#### [What you need to do]
Which lines of the entries contain the string "insert"? Please find them and copy them.

Collected data entries
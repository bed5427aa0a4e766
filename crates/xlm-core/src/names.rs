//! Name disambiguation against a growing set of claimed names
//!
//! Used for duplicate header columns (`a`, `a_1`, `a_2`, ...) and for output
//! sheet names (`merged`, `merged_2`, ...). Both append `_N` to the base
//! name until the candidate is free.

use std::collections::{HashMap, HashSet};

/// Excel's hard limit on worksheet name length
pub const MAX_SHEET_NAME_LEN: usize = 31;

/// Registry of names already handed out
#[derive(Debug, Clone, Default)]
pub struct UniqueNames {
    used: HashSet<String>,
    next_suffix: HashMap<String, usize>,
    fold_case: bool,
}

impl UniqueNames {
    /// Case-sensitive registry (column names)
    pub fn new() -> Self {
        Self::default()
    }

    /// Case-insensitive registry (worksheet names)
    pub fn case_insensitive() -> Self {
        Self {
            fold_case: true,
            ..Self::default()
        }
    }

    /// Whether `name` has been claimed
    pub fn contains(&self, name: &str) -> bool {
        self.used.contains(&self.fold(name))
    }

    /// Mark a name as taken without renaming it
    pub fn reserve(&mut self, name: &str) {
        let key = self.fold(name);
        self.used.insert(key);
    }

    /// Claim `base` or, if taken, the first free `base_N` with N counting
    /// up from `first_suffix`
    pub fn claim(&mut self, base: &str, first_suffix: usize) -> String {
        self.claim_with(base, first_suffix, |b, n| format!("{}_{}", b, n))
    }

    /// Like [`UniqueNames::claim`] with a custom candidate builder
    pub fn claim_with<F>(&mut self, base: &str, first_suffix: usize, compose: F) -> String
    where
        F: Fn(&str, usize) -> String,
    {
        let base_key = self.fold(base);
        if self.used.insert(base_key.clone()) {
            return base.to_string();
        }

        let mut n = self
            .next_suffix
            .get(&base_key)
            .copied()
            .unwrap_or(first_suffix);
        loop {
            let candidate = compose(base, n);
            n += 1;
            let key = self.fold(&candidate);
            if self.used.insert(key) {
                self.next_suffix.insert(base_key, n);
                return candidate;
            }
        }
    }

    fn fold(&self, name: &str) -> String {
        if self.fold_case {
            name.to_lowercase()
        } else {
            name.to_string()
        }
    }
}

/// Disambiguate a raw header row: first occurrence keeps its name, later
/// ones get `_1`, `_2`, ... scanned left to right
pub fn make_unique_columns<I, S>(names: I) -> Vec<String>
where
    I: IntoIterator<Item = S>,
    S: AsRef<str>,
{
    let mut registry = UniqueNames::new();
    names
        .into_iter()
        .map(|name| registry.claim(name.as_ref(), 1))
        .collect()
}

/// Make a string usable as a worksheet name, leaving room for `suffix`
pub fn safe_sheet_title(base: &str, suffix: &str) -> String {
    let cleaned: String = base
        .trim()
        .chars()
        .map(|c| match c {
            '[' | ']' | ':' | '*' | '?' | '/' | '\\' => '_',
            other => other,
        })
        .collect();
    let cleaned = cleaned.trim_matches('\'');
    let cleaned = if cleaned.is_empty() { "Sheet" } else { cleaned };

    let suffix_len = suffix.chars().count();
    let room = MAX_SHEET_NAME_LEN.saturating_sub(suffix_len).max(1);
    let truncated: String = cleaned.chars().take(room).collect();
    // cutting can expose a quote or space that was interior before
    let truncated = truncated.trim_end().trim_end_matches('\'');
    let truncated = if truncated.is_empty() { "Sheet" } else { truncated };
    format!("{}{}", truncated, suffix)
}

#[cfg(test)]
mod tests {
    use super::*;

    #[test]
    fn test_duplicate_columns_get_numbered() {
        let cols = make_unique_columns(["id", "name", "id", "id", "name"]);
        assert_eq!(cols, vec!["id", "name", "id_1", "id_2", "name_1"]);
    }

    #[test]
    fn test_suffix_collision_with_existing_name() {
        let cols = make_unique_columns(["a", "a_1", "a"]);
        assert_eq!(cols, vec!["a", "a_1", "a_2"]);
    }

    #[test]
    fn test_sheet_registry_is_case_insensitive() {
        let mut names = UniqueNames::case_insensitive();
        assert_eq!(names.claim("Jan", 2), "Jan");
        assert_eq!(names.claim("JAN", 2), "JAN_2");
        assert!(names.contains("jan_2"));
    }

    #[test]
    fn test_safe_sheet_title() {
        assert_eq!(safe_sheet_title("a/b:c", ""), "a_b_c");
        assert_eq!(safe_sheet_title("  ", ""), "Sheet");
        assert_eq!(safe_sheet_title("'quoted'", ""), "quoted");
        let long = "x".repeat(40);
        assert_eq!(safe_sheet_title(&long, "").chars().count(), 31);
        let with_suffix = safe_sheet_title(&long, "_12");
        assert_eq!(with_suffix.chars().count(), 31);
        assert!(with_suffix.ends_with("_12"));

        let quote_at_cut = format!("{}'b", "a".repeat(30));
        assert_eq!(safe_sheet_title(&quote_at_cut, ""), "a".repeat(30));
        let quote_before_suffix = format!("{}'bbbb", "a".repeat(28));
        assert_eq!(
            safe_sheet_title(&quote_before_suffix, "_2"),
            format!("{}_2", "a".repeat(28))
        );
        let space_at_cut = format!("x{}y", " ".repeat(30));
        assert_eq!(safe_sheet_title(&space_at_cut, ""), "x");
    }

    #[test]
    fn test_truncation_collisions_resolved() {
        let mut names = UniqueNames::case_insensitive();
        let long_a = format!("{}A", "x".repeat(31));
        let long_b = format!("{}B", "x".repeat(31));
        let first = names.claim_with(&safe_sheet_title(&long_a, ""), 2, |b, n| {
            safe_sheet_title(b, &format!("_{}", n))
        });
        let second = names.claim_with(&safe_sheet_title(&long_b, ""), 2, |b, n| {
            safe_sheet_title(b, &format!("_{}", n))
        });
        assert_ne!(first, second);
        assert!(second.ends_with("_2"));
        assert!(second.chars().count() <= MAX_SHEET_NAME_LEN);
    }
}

#### [Your response]
        self.used.insert(key);
        if self.used.insert(base_key.clone()) {
            if self.used.insert(key) {
                self.next_suffix.insert(base_key, n);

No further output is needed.